Recorded data -
************
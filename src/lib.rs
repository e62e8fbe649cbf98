pub mod archive;
pub mod backup;
pub mod cli;
pub mod clone;
pub mod config;
pub mod contract;
pub mod encrypt;
pub mod load_config;
pub mod upload;
pub mod workspace;

pub use cli::{run, Cli, Commands};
************
Work item -
Your task is to set down all of the entries exactly as they appear.

Problem solution -
filename src/lib.rs
repository e62e8fbe649cbf98
pub mod archive;
pub mod backup;
pub mod cli;
pub mod clone;
pub mod config;
pub mod contract;
pub mod encrypt;
pub mod load_config;
pub mod upload;
pub mod workspace;

pub use cli::{run, Cli, Commands};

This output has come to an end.